- INSTRUCTIONS TO FOLLOW
In the records below, the lines from the one containing "let removed = source.clear_source_files()?;" through the last are to be reproduced exactly and alone.

☆ ☆ ☆

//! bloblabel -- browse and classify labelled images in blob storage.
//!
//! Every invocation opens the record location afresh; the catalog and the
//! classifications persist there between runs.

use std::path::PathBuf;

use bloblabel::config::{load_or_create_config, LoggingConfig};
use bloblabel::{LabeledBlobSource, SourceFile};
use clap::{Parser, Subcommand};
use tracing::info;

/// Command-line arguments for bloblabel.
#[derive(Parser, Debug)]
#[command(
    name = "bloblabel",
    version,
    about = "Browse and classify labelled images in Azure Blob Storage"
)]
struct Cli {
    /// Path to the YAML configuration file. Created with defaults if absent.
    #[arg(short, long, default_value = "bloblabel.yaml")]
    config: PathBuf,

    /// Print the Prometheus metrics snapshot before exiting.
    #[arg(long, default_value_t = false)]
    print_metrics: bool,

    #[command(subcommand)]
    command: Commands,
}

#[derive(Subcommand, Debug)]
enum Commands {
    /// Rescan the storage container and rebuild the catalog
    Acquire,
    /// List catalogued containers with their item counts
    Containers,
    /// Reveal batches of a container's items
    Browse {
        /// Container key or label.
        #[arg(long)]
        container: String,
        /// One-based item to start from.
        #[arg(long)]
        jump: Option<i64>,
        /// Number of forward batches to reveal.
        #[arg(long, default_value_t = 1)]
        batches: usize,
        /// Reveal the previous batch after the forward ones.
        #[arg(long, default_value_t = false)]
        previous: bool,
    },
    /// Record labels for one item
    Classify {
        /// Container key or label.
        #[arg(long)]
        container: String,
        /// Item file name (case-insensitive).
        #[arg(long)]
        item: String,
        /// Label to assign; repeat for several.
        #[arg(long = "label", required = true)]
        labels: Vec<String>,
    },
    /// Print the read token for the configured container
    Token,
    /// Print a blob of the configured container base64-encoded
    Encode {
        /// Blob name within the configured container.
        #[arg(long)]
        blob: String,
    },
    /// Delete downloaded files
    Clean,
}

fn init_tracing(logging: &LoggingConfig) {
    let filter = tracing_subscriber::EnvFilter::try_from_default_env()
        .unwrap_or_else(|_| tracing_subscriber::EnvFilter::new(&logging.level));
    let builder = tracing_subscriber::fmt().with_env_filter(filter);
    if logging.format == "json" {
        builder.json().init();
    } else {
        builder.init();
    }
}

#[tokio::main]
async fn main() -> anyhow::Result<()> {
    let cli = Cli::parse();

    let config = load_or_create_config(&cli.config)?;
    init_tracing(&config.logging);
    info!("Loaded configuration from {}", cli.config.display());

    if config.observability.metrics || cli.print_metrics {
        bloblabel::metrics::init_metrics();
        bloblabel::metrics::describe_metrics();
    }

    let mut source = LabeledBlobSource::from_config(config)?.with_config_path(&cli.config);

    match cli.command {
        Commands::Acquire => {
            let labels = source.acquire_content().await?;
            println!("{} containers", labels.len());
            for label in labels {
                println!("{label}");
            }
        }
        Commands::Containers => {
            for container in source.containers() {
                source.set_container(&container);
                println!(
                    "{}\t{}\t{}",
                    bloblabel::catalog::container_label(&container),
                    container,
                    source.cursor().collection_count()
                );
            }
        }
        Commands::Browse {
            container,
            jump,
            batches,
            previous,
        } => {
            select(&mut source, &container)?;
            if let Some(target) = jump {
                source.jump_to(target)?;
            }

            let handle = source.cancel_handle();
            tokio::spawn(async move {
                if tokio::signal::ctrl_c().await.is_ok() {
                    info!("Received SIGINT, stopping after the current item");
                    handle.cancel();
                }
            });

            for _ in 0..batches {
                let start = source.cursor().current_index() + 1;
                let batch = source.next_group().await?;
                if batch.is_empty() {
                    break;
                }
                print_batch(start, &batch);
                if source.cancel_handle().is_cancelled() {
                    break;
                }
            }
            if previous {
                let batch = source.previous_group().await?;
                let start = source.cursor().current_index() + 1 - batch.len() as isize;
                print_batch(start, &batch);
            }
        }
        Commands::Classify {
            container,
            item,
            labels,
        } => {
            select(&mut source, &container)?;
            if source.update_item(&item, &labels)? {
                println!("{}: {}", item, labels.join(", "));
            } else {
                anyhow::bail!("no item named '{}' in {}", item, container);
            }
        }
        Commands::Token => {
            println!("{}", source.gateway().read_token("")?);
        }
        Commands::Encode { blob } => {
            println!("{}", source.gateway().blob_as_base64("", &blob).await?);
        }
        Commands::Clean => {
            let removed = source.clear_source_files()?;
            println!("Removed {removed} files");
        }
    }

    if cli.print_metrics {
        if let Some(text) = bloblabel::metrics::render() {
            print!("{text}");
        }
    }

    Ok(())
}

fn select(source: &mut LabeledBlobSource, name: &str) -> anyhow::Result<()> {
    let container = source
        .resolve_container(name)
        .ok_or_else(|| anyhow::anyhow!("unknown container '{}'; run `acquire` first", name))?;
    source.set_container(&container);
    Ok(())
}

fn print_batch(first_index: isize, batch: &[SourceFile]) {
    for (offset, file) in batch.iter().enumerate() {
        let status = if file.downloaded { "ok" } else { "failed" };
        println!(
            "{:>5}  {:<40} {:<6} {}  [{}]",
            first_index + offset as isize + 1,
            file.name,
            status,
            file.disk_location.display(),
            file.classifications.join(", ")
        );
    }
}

☆ ☆ ☆

- ANSWER BELOW
            let removed = source.clear_source_files()?;
            println!("Removed {removed} files");
        }
    }

    if cli.print_metrics {
        if let Some(text) = bloblabel::metrics::render() {
            print!("{text}");
        }
    }

    Ok(())
}

fn select(source: &mut LabeledBlobSource, name: &str) -> anyhow::Result<()> {
    let container = source
        .resolve_container(name)
        .ok_or_else(|| anyhow::anyhow!("unknown container '{}'; run `acquire` first", name))?;
    source.set_container(&container);
    Ok(())
}

fn print_batch(first_index: isize, batch: &[SourceFile]) {
    for (offset, file) in batch.iter().enumerate() {
        let status = if file.downloaded { "ok" } else { "failed" };
        println!(
            "{:>5}  {:<40} {:<6} {}  [{}]",
            first_index + offset as isize + 1,
            file.name,
            status,
            file.disk_location.display(),
            file.classifications.join(", ")
        );
    }
}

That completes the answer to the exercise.